Even if it does not correspond to generic burglary, a conviction may still qualify under the ACCA’s residual clause. In evaluating a crime under the residual clause, we employ a categorical approach and look only to the elements of conviction, not to the particular facts of the defendant’s crime. James v. United States, 550 U.S. 192, 202, 127 S.Ct. 1586, 167 L.Ed.2d 532 (2007). (“[W]e consider whether the elements of the offense are of the type that would justify its inclusion within the residual provision, without inquiring into the specific conduct of this particular offender.”); see also Sykes v.
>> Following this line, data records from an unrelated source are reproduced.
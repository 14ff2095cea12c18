//! Namespaced, typed view over a storage backend

use serde::{Deserialize, Serialize, de::DeserializeOwned};
use std::fmt;
use std::sync::Arc;
use tracing::{debug, warn};

use super::{Storage, StorageError};
use crate::metadata::ProviderConfiguration;
use crate::session::SessionRecord;

/// Key names used inside a storage scope
pub mod keys {
    /// Serialized [`crate::session::SessionRecord`]
    pub const SESSION: &str = "session";
    /// Serialized [`crate::metadata::ProviderConfiguration`]
    pub const OP_CONFIG: &str = "op_config";
    /// PKCE code verifier of the pending authorization round-trip
    pub const PKCE_CODE_VERIFIER: &str = "pkce_code_verifier";
    /// Authorization code relayed through storage (form_post response mode)
    pub const AUTHORIZATION_CODE: &str = "authorization_code";
    /// `session_state` returned with the authorization code
    pub const SESSION_STATE: &str = "session_state";
    /// Serialized [`super::StoredRequestParams`]
    pub const REQUEST_PARAMS: &str = "request_params";

    /// Every key the engine writes
    pub const ALL: [&str; 6] = [
        SESSION,
        OP_CONFIG,
        PKCE_CODE_VERIFIER,
        AUTHORIZATION_CODE,
        SESSION_STATE,
        REQUEST_PARAMS,
    ];
}

/// Non-secret request parameters persisted next to the session for refresh
#[derive(Debug, Clone, PartialEq, Eq, Serialize, Deserialize)]
pub struct StoredRequestParams {
    /// OAuth client ID
    pub client_id: String,
    /// Redirect URI used for the exchange
    pub callback_url: String,
    /// Requested scopes
    pub scope: Vec<String>,
    /// Whether PKCE was used
    pub enable_pkce: bool,
    /// Client host sent as `Access-Control-Allow-Origin`
    #[serde(default, skip_serializing_if = "Option::is_none")]
    pub client_host: Option<String>,
}

/// Storage scope: a backend plus a key namespace.
///
/// Records are always read and written as one serialized value, so replacing
/// a session or provider configuration is a single `set`.
#[derive(Clone)]
pub struct SessionStore {
    backend: Arc<dyn Storage>,
    namespace: String,
}

impl fmt::Debug for SessionStore {
    fn fmt(&self, f: &mut fmt::Formatter<'_>) -> fmt::Result {
        f.debug_struct("SessionStore")
            .field("namespace", &self.namespace)
            .finish_non_exhaustive()
    }
}

impl SessionStore {
    /// Create a scope with an explicit namespace
    pub fn new(backend: Arc<dyn Storage>, namespace: impl Into<String>) -> Self {
        Self {
            backend,
            namespace: namespace.into(),
        }
    }

    /// Create the scope for one (tenant, client) pair
    pub fn for_client(backend: Arc<dyn Storage>, tenant: Option<&str>, client_id: &str) -> Self {
        let tenant = tenant.filter(|t| !t.is_empty()).unwrap_or("default");
        Self::new(backend, format!("oidc:{tenant}:{client_id}"))
    }

    /// Namespace prefix of this scope
    pub fn namespace(&self) -> &str {
        &self.namespace
    }

    fn key(&self, name: &str) -> String {
        format!("{}:{}", self.namespace, name)
    }

    fn get(&self, name: &str) -> Result<Option<String>, StorageError> {
        self.backend.get(&self.key(name))
    }

    fn set(&self, name: &str, value: &str) -> Result<(), StorageError> {
        self.backend.set(&self.key(name), value)
    }

    fn remove(&self, name: &str) -> Result<(), StorageError> {
        self.backend.remove(&self.key(name))
    }

    fn take(&self, name: &str) -> Result<Option<String>, StorageError> {
        let value = self.get(name)?;
        if value.is_some() {
            self.remove(name)?;
        }
        Ok(value)
    }

    fn read_record<T: DeserializeOwned>(&self, name: &str) -> Result<Option<T>, StorageError> {
        let Some(raw) = self.get(name)? else {
            return Ok(None);
        };
        match serde_json::from_str(&raw) {
            Ok(record) => Ok(Some(record)),
            Err(e) => {
                warn!(key = name, error = %e, "Discarding unreadable stored record");
                self.remove(name)?;
                Ok(None)
            }
        }
    }

    fn write_record<T: Serialize>(&self, name: &str, record: &T) -> Result<(), StorageError> {
        let raw = serde_json::to_string(record)?;
        self.set(name, &raw)
    }

    /// Stored session, if a complete one exists.
    ///
    /// An unreadable or partial record resets the whole session.
    ///
    /// # Errors
    ///
    /// Returns [`StorageError`] on backend failure.
    pub fn session(&self) -> Result<Option<SessionRecord>, StorageError> {
        match self.read_record::<SessionRecord>(keys::SESSION)? {
            Some(record) if record.is_complete() => Ok(Some(record)),
            Some(_) => {
                warn!(scope = %self.namespace, "Partial session record found, resetting session");
                self.clear_session()?;
                Ok(None)
            }
            None => Ok(None),
        }
    }

    /// Replace the session record as a unit
    ///
    /// # Errors
    ///
    /// Returns [`StorageError`] on backend failure.
    pub fn replace_session(&self, record: &SessionRecord) -> Result<(), StorageError> {
        self.write_record(keys::SESSION, record)
    }

    /// Delete the session record and its session state
    ///
    /// # Errors
    ///
    /// Returns [`StorageError`] on backend failure.
    pub fn clear_session(&self) -> Result<(), StorageError> {
        self.remove(keys::SESSION)?;
        self.remove(keys::SESSION_STATE)
    }

    /// Stored provider configuration, if any
    ///
    /// # Errors
    ///
    /// Returns [`StorageError`] on backend failure.
    pub fn provider_config(&self) -> Result<Option<ProviderConfiguration>, StorageError> {
        self.read_record(keys::OP_CONFIG)
    }

    /// Replace the provider configuration as a unit
    ///
    /// # Errors
    ///
    /// Returns [`StorageError`] on backend failure.
    pub fn replace_provider_config(
        &self,
        config: &ProviderConfiguration,
    ) -> Result<(), StorageError> {
        self.write_record(keys::OP_CONFIG, config)
    }

    /// Delete the provider configuration
    ///
    /// # Errors
    ///
    /// Returns [`StorageError`] on backend failure.
    pub fn clear_provider_config(&self) -> Result<(), StorageError> {
        self.remove(keys::OP_CONFIG)
    }

    /// Remember the PKCE verifier of the pending authorization round-trip
    ///
    /// # Errors
    ///
    /// Returns [`StorageError`] on backend failure.
    pub fn set_code_verifier(&self, verifier: &str) -> Result<(), StorageError> {
        self.set(keys::PKCE_CODE_VERIFIER, verifier)
    }

    /// Read and delete the PKCE verifier
    ///
    /// # Errors
    ///
    /// Returns [`StorageError`] on backend failure.
    pub fn take_code_verifier(&self) -> Result<Option<String>, StorageError> {
        self.take(keys::PKCE_CODE_VERIFIER)
    }

    /// Store an authorization code relayed outside the callback URL
    ///
    /// # Errors
    ///
    /// Returns [`StorageError`] on backend failure.
    pub fn set_authorization_code(
        &self,
        code: &str,
        session_state: Option<&str>,
    ) -> Result<(), StorageError> {
        self.set(keys::AUTHORIZATION_CODE, code)?;
        if let Some(state) = session_state {
            self.set_session_state(state)?;
        }
        Ok(())
    }

    /// Whether a relayed authorization code is waiting
    ///
    /// # Errors
    ///
    /// Returns [`StorageError`] on backend failure.
    pub fn has_authorization_code(&self) -> Result<bool, StorageError> {
        Ok(self
            .get(keys::AUTHORIZATION_CODE)?
            .is_some_and(|c| !c.is_empty()))
    }

    /// Read and delete the relayed authorization code
    ///
    /// # Errors
    ///
    /// Returns [`StorageError`] on backend failure.
    pub fn take_authorization_code(&self) -> Result<Option<String>, StorageError> {
        self.take(keys::AUTHORIZATION_CODE)
    }

    /// Stored `session_state`
    ///
    /// # Errors
    ///
    /// Returns [`StorageError`] on backend failure.
    pub fn session_state(&self) -> Result<Option<String>, StorageError> {
        self.get(keys::SESSION_STATE)
    }

    /// Store the `session_state` returned with the authorization code
    ///
    /// # Errors
    ///
    /// Returns [`StorageError`] on backend failure.
    pub fn set_session_state(&self, state: &str) -> Result<(), StorageError> {
        self.set(keys::SESSION_STATE, state)
    }

    /// Request parameters persisted by the last successful exchange
    ///
    /// # Errors
    ///
    /// Returns [`StorageError`] on backend failure.
    pub fn request_params(&self) -> Result<Option<StoredRequestParams>, StorageError> {
        self.read_record(keys::REQUEST_PARAMS)
    }

    /// Persist request parameters for later refresh use
    ///
    /// # Errors
    ///
    /// Returns [`StorageError`] on backend failure.
    pub fn set_request_params(&self, params: &StoredRequestParams) -> Result<(), StorageError> {
        self.write_record(keys::REQUEST_PARAMS, params)
    }

    /// Delete every key of this scope
    ///
    /// # Errors
    ///
    /// Returns [`StorageError`] on backend failure.
    pub fn clear_all(&self) -> Result<(), StorageError> {
        for name in keys::ALL {
            self.remove(name)?;
        }
        debug!(scope = %self.namespace, "Cleared all session storage");
        Ok(())
    }
}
United States, 564 U.S. -, 131 S.Ct. 2267, 2272-73, 180 L.Ed.2d 60 (2011). We also employ a comparative approach to determine whether the risk posed by the crime of conviction “is comparable to that posed by its closest analog among the enumerated offenses-” James, 550 U.S. at 203, 127 S.Ct. 1586; see also Petite, 703 F.3d at 1294 (“Using the categorical approach, the central inquiry is whether the offense ‘presents a serious potential risk of physical injury to another’ comparable to the risk posed by the ACCA’s enumerated crimes.”) (quoting Sykes, 131 S.Ct. at 2273).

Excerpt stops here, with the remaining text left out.